++++ PROVIDED DATA ++++

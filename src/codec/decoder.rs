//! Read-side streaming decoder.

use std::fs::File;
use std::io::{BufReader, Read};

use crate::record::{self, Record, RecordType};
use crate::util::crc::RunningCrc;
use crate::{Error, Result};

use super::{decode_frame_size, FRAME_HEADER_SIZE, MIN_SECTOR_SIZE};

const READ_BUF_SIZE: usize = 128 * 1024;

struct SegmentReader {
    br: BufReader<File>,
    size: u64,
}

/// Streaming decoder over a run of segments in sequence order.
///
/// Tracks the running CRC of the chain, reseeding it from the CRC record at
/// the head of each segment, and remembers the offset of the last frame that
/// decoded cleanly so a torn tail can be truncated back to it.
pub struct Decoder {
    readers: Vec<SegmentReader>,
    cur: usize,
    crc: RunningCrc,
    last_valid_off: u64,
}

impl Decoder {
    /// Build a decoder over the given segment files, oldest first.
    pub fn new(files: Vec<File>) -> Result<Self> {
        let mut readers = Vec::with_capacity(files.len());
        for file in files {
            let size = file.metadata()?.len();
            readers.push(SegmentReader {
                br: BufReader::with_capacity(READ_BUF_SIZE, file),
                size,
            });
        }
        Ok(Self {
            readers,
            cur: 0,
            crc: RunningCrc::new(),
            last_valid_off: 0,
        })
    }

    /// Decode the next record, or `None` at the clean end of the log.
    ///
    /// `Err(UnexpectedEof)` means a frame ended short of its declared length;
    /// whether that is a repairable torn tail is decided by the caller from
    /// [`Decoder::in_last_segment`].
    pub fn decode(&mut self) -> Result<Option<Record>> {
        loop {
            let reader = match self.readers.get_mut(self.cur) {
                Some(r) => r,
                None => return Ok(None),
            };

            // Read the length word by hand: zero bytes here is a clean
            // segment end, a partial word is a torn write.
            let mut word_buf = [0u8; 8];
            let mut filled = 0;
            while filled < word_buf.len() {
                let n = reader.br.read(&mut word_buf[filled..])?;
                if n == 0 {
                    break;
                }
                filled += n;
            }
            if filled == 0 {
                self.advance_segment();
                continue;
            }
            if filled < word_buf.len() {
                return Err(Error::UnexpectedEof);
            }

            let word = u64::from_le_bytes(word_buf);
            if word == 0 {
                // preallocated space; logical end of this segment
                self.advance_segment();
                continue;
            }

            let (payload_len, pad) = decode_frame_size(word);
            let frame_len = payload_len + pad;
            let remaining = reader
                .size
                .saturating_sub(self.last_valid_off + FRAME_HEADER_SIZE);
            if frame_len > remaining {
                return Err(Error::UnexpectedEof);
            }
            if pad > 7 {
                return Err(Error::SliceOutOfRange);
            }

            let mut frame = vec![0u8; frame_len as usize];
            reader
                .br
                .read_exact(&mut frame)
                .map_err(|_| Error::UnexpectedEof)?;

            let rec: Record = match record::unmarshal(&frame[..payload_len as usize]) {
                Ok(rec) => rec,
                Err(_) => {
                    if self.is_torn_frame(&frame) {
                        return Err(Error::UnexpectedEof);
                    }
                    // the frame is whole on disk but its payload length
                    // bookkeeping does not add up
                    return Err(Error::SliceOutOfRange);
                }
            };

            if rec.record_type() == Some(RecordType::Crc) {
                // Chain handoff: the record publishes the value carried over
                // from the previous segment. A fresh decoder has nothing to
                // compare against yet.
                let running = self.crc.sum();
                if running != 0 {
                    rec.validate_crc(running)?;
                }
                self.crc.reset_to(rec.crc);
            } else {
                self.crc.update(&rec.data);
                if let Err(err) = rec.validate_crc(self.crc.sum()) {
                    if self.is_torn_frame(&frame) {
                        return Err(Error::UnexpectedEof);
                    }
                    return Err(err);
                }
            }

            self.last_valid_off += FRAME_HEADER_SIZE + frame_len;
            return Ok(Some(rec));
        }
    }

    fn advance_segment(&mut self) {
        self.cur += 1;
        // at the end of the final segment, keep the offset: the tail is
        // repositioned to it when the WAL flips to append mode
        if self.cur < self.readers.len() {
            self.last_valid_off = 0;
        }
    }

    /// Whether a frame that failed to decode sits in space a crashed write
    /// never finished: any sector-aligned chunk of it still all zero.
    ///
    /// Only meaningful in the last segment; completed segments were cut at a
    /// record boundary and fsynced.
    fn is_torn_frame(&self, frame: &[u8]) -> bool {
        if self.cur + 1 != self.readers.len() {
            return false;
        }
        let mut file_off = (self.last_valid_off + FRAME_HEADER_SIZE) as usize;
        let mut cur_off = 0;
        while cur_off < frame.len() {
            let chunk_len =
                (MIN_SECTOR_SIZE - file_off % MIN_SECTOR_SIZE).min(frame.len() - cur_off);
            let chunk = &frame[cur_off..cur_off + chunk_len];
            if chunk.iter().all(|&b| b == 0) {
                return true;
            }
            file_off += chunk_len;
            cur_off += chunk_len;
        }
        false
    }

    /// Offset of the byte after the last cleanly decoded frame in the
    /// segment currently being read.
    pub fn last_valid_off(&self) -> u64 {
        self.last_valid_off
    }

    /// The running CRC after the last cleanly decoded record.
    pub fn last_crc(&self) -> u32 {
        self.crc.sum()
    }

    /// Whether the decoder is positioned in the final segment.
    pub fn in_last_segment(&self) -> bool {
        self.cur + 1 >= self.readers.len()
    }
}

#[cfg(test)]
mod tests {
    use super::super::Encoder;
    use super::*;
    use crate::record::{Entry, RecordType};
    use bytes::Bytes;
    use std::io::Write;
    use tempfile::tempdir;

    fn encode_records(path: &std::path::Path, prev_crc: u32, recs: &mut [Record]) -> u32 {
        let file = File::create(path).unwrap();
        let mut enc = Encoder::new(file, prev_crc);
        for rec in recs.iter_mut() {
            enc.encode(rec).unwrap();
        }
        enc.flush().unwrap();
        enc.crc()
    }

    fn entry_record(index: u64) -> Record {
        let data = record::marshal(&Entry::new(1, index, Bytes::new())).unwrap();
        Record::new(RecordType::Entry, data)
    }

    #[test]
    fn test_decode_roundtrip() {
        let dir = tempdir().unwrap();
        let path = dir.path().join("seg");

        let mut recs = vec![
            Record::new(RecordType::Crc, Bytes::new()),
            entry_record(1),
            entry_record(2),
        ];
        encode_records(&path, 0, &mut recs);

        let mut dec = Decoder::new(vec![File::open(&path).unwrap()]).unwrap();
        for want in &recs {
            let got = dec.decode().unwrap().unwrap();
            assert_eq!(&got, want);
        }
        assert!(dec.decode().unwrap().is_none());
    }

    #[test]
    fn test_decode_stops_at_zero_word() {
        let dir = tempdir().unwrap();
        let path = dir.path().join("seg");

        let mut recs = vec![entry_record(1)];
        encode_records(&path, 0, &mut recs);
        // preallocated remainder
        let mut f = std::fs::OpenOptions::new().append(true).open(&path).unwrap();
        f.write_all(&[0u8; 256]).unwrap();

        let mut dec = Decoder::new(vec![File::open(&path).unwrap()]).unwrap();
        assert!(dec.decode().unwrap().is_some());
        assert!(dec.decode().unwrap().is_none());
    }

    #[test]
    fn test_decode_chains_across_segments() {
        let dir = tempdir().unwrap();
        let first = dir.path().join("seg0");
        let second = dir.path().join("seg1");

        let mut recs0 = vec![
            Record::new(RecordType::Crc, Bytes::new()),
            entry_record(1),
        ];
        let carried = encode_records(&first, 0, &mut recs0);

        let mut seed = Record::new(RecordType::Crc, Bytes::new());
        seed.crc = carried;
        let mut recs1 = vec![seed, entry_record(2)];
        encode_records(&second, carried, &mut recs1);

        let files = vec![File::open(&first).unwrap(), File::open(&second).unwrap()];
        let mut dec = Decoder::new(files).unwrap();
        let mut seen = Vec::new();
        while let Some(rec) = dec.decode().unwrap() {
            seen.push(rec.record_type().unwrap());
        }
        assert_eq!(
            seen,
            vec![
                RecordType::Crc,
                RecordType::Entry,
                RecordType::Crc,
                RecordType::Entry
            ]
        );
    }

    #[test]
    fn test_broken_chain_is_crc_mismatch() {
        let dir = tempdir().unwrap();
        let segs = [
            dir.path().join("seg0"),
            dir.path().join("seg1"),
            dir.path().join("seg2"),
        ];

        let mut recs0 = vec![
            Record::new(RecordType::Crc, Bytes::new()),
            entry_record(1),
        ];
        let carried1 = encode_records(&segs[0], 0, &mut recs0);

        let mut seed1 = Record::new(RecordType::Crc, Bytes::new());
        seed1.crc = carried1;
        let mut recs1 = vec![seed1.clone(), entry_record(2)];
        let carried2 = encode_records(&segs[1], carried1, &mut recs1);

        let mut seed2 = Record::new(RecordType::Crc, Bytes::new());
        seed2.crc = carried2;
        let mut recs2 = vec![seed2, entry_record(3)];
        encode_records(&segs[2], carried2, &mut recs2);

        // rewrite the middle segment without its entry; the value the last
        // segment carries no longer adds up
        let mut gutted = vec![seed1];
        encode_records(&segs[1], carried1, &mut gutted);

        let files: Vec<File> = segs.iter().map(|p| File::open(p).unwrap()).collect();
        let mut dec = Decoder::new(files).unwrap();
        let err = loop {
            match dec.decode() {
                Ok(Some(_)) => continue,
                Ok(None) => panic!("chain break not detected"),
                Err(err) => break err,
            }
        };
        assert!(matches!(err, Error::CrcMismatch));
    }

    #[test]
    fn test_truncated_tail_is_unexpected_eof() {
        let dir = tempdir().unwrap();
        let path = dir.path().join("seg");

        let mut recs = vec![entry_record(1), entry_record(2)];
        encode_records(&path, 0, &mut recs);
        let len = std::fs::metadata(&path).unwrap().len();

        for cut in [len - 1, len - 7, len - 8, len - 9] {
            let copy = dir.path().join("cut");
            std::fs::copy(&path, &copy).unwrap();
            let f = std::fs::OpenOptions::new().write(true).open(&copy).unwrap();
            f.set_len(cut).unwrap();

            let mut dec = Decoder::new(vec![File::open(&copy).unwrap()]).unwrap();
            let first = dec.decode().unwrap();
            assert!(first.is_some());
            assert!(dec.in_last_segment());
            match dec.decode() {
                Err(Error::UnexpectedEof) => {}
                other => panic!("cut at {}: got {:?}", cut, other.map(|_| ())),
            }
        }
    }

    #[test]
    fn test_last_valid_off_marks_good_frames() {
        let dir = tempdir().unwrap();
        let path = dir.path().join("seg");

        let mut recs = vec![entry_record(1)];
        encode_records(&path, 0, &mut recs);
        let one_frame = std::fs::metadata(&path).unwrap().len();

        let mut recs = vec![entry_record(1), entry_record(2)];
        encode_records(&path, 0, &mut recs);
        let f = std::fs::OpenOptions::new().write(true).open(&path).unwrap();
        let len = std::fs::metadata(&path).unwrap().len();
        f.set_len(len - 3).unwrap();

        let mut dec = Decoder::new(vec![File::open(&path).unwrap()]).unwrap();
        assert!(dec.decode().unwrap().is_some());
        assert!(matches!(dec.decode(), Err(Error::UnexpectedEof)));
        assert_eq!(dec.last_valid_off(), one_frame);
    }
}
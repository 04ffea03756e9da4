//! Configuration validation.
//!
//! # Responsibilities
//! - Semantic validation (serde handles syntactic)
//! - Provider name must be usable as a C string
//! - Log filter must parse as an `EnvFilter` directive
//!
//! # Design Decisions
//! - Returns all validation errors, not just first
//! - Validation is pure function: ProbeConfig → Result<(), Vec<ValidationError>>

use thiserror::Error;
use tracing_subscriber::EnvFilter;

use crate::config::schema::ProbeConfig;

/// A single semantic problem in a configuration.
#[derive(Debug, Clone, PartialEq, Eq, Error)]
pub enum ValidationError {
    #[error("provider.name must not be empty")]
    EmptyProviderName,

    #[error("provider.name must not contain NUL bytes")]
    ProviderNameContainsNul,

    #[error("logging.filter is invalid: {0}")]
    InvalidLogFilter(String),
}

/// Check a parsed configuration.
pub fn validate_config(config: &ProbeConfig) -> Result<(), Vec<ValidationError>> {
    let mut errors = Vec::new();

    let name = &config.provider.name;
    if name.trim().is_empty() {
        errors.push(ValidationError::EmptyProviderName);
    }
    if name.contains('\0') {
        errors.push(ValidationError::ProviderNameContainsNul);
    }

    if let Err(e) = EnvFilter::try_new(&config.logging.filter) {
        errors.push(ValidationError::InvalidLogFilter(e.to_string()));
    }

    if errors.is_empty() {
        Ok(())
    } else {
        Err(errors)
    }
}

++++

Both end lines included, restate word for word the lines above from the line with "if self.cur +" to the line with "file_off += chunk_len;", and nothing else.

        if self.cur + 1 != self.readers.len() {
            return false;
        }
        let mut file_off = (self.last_valid_off + FRAME_HEADER_SIZE) as usize;
        let mut cur_off = 0;
        while cur_off < frame.len() {
            let chunk_len =
                (MIN_SECTOR_SIZE - file_off % MIN_SECTOR_SIZE).min(frame.len() - cur_off);
            let chunk = &frame[cur_off..cur_off + chunk_len];
            if chunk.iter().all(|&b| b == 0) {
                return true;
            }
            file_off += chunk_len;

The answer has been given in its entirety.